- _Task objective_
If a line of the records contains the string "single", copy it out.
───── Source material
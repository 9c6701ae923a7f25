//! Error types for format operations

use thiserror::Error;

#[derive(Debug, Error)]
pub enum FormatError {
    #[error("Format '{0}' not found")]
    FormatNotFound(String),
    #[error("Operation not supported: {0}")]
    NotSupported(String),
    #[error("Serialization error: {0}")]
    Serialization(#[from] serde_json::Error),
}
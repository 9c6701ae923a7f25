//! Deterministic identifiers
//!
//! An id is the SHA-256 of `namespace`, a NUL byte and a key, as lowercase hex truncated to
//! a fixed length. The same key always gives the same id; the namespace keeps two vaults
//! converted into one world from colliding.

use codex_parser::codex::parsing::slugify;
use sha2::{Digest, Sha256};

pub const DEFAULT_NAMESPACE: &str = "codex";
pub const DEFAULT_LENGTH: usize = 16;
const MAX_LENGTH: usize = 64;

#[derive(Debug, Clone, PartialEq, Eq)]
pub struct IdGenerator {
    namespace: String,
    length: usize,
}

impl IdGenerator {
    /// `length` is clamped to 1..=64 hex characters.
    pub fn new(namespace: impl Into<String>, length: usize) -> Self {
        IdGenerator {
            namespace: namespace.into(),
            length: length.clamp(1, MAX_LENGTH),
        }
    }

    pub fn namespace(&self) -> &str {
        &self.namespace
    }

    pub fn length(&self) -> usize {
        self.length
    }

    pub fn id(&self, key: &str) -> String {
        let mut hasher = Sha256::new();
        hasher.update(self.namespace.as_bytes());
        hasher.update([0u8]);
        hasher.update(key.as_bytes());
        let mut id = hex::encode(hasher.finalize());
        id.truncate(self.length);
        id
    }

    pub fn actor_id(&self, name: &str) -> String {
        self.id(&format!("actor/{}", slugify(name)))
    }

    pub fn journal_id(&self, title: &str) -> String {
        self.id(&format!("journal/{}", slugify(title)))
    }

    /// Item ids nest under their actor, so identical items on two creatures differ.
    pub fn item_id(&self, actor_id: &str, kind: &str, index: usize, name: &str) -> String {
        self.id(&format!("{}/{}/{}/{}", actor_id, kind, index, slugify(name)))
    }

    pub fn damage_id(&self, item_id: &str, index: usize) -> String {
        self.id(&format!("{}/damage/{}", item_id, index))
    }
}

impl Default for IdGenerator {
    fn default() -> Self {
        IdGenerator::new(DEFAULT_NAMESPACE, DEFAULT_LENGTH)
    }
}
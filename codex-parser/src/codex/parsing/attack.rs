//! Attack names and attack descriptions
//!
//!     Names look like `__Melee__ ⬻ jaws`: an optional double-underscore type tag
//!     (case-insensitive, melee when absent), an optional single action glyph, then the
//!     display name.
//!
//!     Descriptions are parenthesized trait lists, `(agile, area-fire, burst 10 ft., range
//!     increment 30 feet)`. Tokens are tried in this order, first match wins:
//!         1. `area-fire` / `auto-fire` (exact literal) → action override
//!         2. `<burst|cone|line|emanation> <n> [ft.|feet]` → area
//!         3. `range [increment] <n> [ft.|feet]` → range increment or max
//!         4. anything else → lowercased trait

use super::actions::ACTION_GLYPHS;
use super::common::FEET_PATTERN;
use crate::codex::statblock::{AreaShape, AttackType, StrikeAction, StrikeArea, StrikeRange};
use once_cell::sync::Lazy;
use regex::Regex;

static TYPE_TAG: Lazy<Regex> = Lazy::new(|| Regex::new(r"^__((?i:melee|ranged))__\s*").unwrap());

static AREA_TOKEN: Lazy<Regex> = Lazy::new(|| {
    Regex::new(&format!(
        r"(?i)^(burst|cone|line|emanation)\s+(\d+)\s*{}?$",
        FEET_PATTERN
    ))
    .unwrap()
});

static RANGE_TOKEN: Lazy<Regex> = Lazy::new(|| {
    Regex::new(&format!(
        r"(?i)^range\s+(increment\s+)?(\d+)\s*{}?$",
        FEET_PATTERN
    ))
    .unwrap()
});

#[derive(Debug, Clone, PartialEq, Eq)]
pub struct AttackName {
    pub attack_type: AttackType,
    pub name: String,
}

#[derive(Debug, Clone, PartialEq, Eq, Default)]
pub struct AttackDescription {
    pub traits: Vec<String>,
    pub action: Option<StrikeAction>,
    pub area: Option<StrikeArea>,
    pub range: Option<StrikeRange>,
}

pub fn parse_attack_name(input: &str) -> AttackName {
    let mut rest = input.trim();
    let mut attack_type = AttackType::Melee;

    if let Some(caps) = TYPE_TAG.captures(rest) {
        attack_type = AttackType::from_input(&caps[1]).unwrap_or_default();
        rest = &rest[caps[0].len()..];
    }

    let rest = rest.trim_start();
    let rest = match rest.chars().next() {
        Some(glyph) if ACTION_GLYPHS.contains(&glyph) => &rest[glyph.len_utf8()..],
        _ => rest,
    };

    AttackName {
        attack_type,
        name: rest.trim().to_string(),
    }
}

pub fn parse_attack_desc(input: &str) -> AttackDescription {
    let inner = input.trim();
    let inner = inner.strip_prefix('(').unwrap_or(inner);
    let inner = inner.strip_suffix(')').unwrap_or(inner);

    let mut desc = AttackDescription::default();
    for token in inner.split(',').map(str::trim).filter(|t| !t.is_empty()) {
        match token {
            "area-fire" => {
                desc.action = Some(StrikeAction::AreaFire);
                continue;
            }
            "auto-fire" => {
                desc.action = Some(StrikeAction::AutoFire);
                continue;
            }
            _ => {}
        }

        if let Some(caps) = AREA_TOKEN.captures(token) {
            if let (Some(shape), Ok(value)) = (AreaShape::from_input(&caps[1]), caps[2].parse()) {
                desc.area = Some(StrikeArea { shape, value });
                continue;
            }
        }

        if let Some(caps) = RANGE_TOKEN.captures(token) {
            if let Ok(value) = caps[2].parse() {
                let range = desc.range.get_or_insert_with(StrikeRange::default);
                if caps.get(1).is_some() {
                    range.increment = Some(value);
                } else {
                    range.max = Some(value);
                }
                continue;
            }
        }

        desc.traits.push(token.to_lowercase());
    }
    desc
}
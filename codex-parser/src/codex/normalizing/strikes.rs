//! Strikes
//!
//!     A strike entry is an object with its parts in separate keys:
//!
//!         - name: __Melee__ ⬻ jaws
//!           bonus: 12
//!           traits: (agile, magical)
//!           damage: 2d6+4 piercing plus Grab
//!
//!     or the compact form, where one `desc` line holds bonus, traits and damage:
//!
//!         - name: __Melee__ ⬻ jaws
//!           desc: +12 (agile, magical), __Damage__ 2d6+4 piercing plus Grab
//!
//!     Explicit keys win over the parts found in `desc`.

use super::coerce::{to_list, to_number, to_text};
use super::shapes::field;
use crate::codex::parsing::{
    parse_attack_desc, parse_attack_name, parse_damage_string, AttackDescription, DamageParse,
};
use crate::codex::statblock::{AttackType, Strike};
use once_cell::sync::Lazy;
use regex::Regex;
use serde_yaml::{Mapping, Value};

static COMPACT_DESC: Lazy<Regex> = Lazy::new(|| {
    Regex::new(
        r"(?i)^\s*(?:(?P<bonus>[+-]?\d+)\b)?\s*(?P<traits>\([^)]*\))?\s*,?\s*(?:__damage__|\*\*damage\*\*|damage)?\s*(?P<damage>.*?)\s*$",
    )
    .unwrap()
});

/// The parts of a compact `desc` line.
#[derive(Debug, Default, PartialEq)]
struct CompactDesc<'a> {
    bonus: Option<i64>,
    traits: Option<&'a str>,
    damage: Option<&'a str>,
}

fn split_compact_desc(desc: &str) -> CompactDesc<'_> {
    let Some(caps) = COMPACT_DESC.captures(desc) else {
        return CompactDesc::default();
    };
    CompactDesc {
        bonus: caps
            .name("bonus")
            .and_then(|m| m.as_str().trim_start_matches('+').parse().ok()),
        traits: caps.name("traits").map(|m| m.as_str()),
        damage: caps
            .name("damage")
            .map(|m| m.as_str())
            .filter(|d| !d.is_empty()),
    }
}

/// Normalize a strike list. A single object is accepted as a one-strike list.
pub fn normalize_strikes(value: Option<&Value>) -> Vec<Strike> {
    match value {
        Some(Value::Sequence(items)) => items
            .iter()
            .filter_map(Value::as_mapping)
            .map(normalize_strike)
            .collect(),
        Some(Value::Mapping(map)) => vec![normalize_strike(map)],
        _ => Vec::new(),
    }
}

fn normalize_strike(map: &Mapping) -> Strike {
    let authored_name = to_text(field(map, &["name"])).unwrap_or_default();
    let parsed_name = parse_attack_name(&authored_name);
    let attack_type = to_text(field(map, &["type"]))
        .and_then(|t| AttackType::from_input(&t))
        .unwrap_or(parsed_name.attack_type);

    let desc_text = to_text(field(map, &["desc", "description"])).unwrap_or_default();
    let compact = split_compact_desc(&desc_text);

    let bonus = match field(map, &["bonus", "attack"]) {
        Some(value) => to_number(Some(value), compact.bonus.unwrap_or(0)),
        None => compact.bonus.unwrap_or(0),
    };

    let description = match field(map, &["traits"]) {
        Some(Value::Sequence(_)) => parse_attack_desc(&to_list(field(map, &["traits"])).join(", ")),
        Some(other) => parse_attack_desc(&to_text(Some(other)).unwrap_or_default()),
        None => compact
            .traits
            .map(parse_attack_desc)
            .unwrap_or_else(AttackDescription::default),
    };

    let mut damage = DamageParse::default();
    match field(map, &["damage"]) {
        Some(Value::Sequence(items)) => {
            for item in items {
                if let Some(text) = to_text(Some(item)) {
                    damage.extend(parse_damage_string(&text));
                }
            }
        }
        Some(other) => {
            if let Some(text) = to_text(Some(other)) {
                damage.extend(parse_damage_string(&text));
            }
        }
        None => {
            if let Some(text) = compact.damage {
                damage.extend(parse_damage_string(text));
            }
        }
    }
    damage.effects.extend(to_list(field(map, &["effects"])));

    Strike {
        name: parsed_name.name,
        attack_type,
        bonus,
        traits: description.traits,
        damage: damage.damage,
        effects: damage.effects,
        action: description.action,
        area: description.area,
        range: description.range,
    }
}

#[cfg(test)]
mod tests {
    use super::*;
    use crate::codex::statblock::{DamageRoll, StrikeAction};

    fn yaml(src: &str) -> Value {
        serde_yaml::from_str(src).unwrap()
    }

    #[test]
    fn test_split_compact_desc() {
        let parts = split_compact_desc("+12 (agile, magical), __Damage__ 2d6+4 piercing plus Grab");
        assert_eq!(
            parts,
            CompactDesc {
                bonus: Some(12),
                traits: Some("(agile, magical)"),
                damage: Some("2d6+4 piercing plus Grab"),
            }
        );
    }

    #[test]
    fn test_split_compact_desc_without_traits() {
        let parts = split_compact_desc("-1, **Damage** 1d4 bludgeoning");
        assert_eq!(parts.bonus, Some(-1));
        assert_eq!(parts.traits, None);
        assert_eq!(parts.damage, Some("1d4 bludgeoning"));
    }

    #[test]
    fn test_split_compact_desc_damage_only() {
        let parts = split_compact_desc("2d6 fire");
        assert_eq!(parts.bonus, None);
        assert_eq!(parts.damage, Some("2d6 fire"));
    }

    #[test]
    fn test_explicit_keys() {
        let strikes = normalize_strikes(Some(&yaml(
            r#"
- name: __Ranged__ ⬻ Hand Crossbow
  bonus: 9
  traits: [Crossbow, range increment 60 feet]
  damage: 1d6 piercing
"#,
        )));
        assert_eq!(strikes.len(), 1);
        let strike = &strikes[0];
        assert_eq!(strike.name, "Hand Crossbow");
        assert_eq!(strike.attack_type, AttackType::Ranged);
        assert_eq!(strike.bonus, 9);
        assert_eq!(strike.traits, vec!["crossbow"]);
        assert_eq!(strike.range.and_then(|r| r.increment), Some(60));
        assert_eq!(strike.damage, vec![DamageRoll::new("1d6", "piercing")]);
    }

    #[test]
    fn test_compact_desc_fills_missing_parts() {
        let strikes = normalize_strikes(Some(&yaml(
            r#"
- name: __Melee__ ⬻ jaws
  desc: +12 (agile, magical), __Damage__ 2d6+4 piercing plus Grab
"#,
        )));
        let strike = &strikes[0];
        assert_eq!(strike.bonus, 12);
        assert_eq!(strike.traits, vec!["agile", "magical"]);
        assert_eq!(strike.damage, vec![DamageRoll::new("2d6+4", "piercing")]);
        assert_eq!(strike.effects, vec!["Grab"]);
    }

    #[test]
    fn test_explicit_type_and_action_override() {
        let strikes = normalize_strikes(Some(&yaml(
            "{name: flamethrower, type: ranged, bonus: '+10', traits: '(area-fire, cone 30 feet)', damage: [2d6 fire, 1d4 persistent fire]}",
        )));
        let strike = &strikes[0];
        assert_eq!(strike.attack_type, AttackType::Ranged);
        assert_eq!(strike.bonus, 10);
        assert_eq!(strike.action, Some(StrikeAction::AreaFire));
        assert!(strike.area.is_some());
        assert_eq!(strike.damage.len(), 2);
    }

    #[test]
    fn test_missing_fields_default() {
        let strikes = normalize_strikes(Some(&yaml("[{name: fist}]")));
        assert_eq!(strikes[0].bonus, 0);
        assert!(strikes[0].damage.is_empty());
        assert!(strikes[0].traits.is_empty());
    }
}
//! Primitive parsers
//!
//!     Small grammars for the fragments authors type by hand into statblock frontmatter.
//!     Every parser here is a pure function over a `&str`: the same text always yields the
//!     same value, and text that does not fit the grammar degrades to a best-effort partial
//!     result instead of an error.
//!
//!     Grammars (see each module for the exact patterns):
//!         senses   `<type-phrase> [(<acuity>)] [<n> feet|ft.]`, comma separated
//!         speed    `<n> feet` | `<fly|swim|climb|burrow> <n> feet`, comma separated
//!         attack   `__Melee__ ⬻ jaws` names and `(agile, range increment 30 feet)` trait lists
//!         damage   `2d6+4 slashing plus Grab`
//!         actions  the five action-icon glyphs
//!
//!     The patterns are regexes compiled once into `Lazy` statics and tried in declaration
//!     order, first match wins.

pub mod actions;
pub mod attack;
pub mod common;
pub mod damage;
pub mod senses;
pub mod speed;

pub use actions::{action_cost, extract_action_glyph, ACTION_GLYPHS};
pub use attack::{parse_attack_desc, parse_attack_name, AttackDescription, AttackName};
pub use common::{capitalize, first_signed_int, slugify};
pub use damage::{parse_damage_string, DamageParse};
pub use senses::{parse_sense, parse_senses_string};
pub use speed::parse_speed_string;
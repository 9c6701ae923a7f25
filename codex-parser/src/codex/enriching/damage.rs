//! Damage rolls: `4d6+3 fire damage` → `@Damage[(4d6+3)[fire]] damage`

use super::protected::replace_outside_annotations;
use once_cell::sync::Lazy;
use regex::{Captures, Regex};

/// Damage types that get an inline roll.
pub const DAMAGE_TYPES: &[&str] = &[
    "piercing",
    "slashing",
    "bludgeoning",
    "fire",
    "cold",
    "electricity",
    "acid",
    "sonic",
    "force",
    "mental",
    "poison",
    "bleed",
    "vitality",
    "void",
];

static DAMAGE: Lazy<Regex> = Lazy::new(|| {
    Regex::new(&format!(
        r"\b(?P<dice>\d+d\d+)(?P<modifier>[+-]\d+)? (?P<type>(?i:{})) damage\b",
        DAMAGE_TYPES.join("|")
    ))
    .unwrap()
});

/// Annotate damage rolls. A formula with a modifier is parenthesized inside the token.
pub fn enrich_damage(text: &str) -> String {
    replace_outside_annotations(text, |segment| {
        DAMAGE
            .replace_all(segment, |caps: &Captures| {
                let formula = match caps.name("modifier") {
                    Some(modifier) => format!("({}{})", &caps["dice"], modifier.as_str()),
                    None => caps["dice"].to_string(),
                };
                format!("@Damage[{}[{}]] damage", formula, caps["type"].to_lowercase())
            })
            .into_owned()
    })
}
──────────
- _Output_
//!     (case-insensitive, melee when absent), an optional single action glyph, then the
/// Normalize a strike list. A single object is accepted as a one-strike list.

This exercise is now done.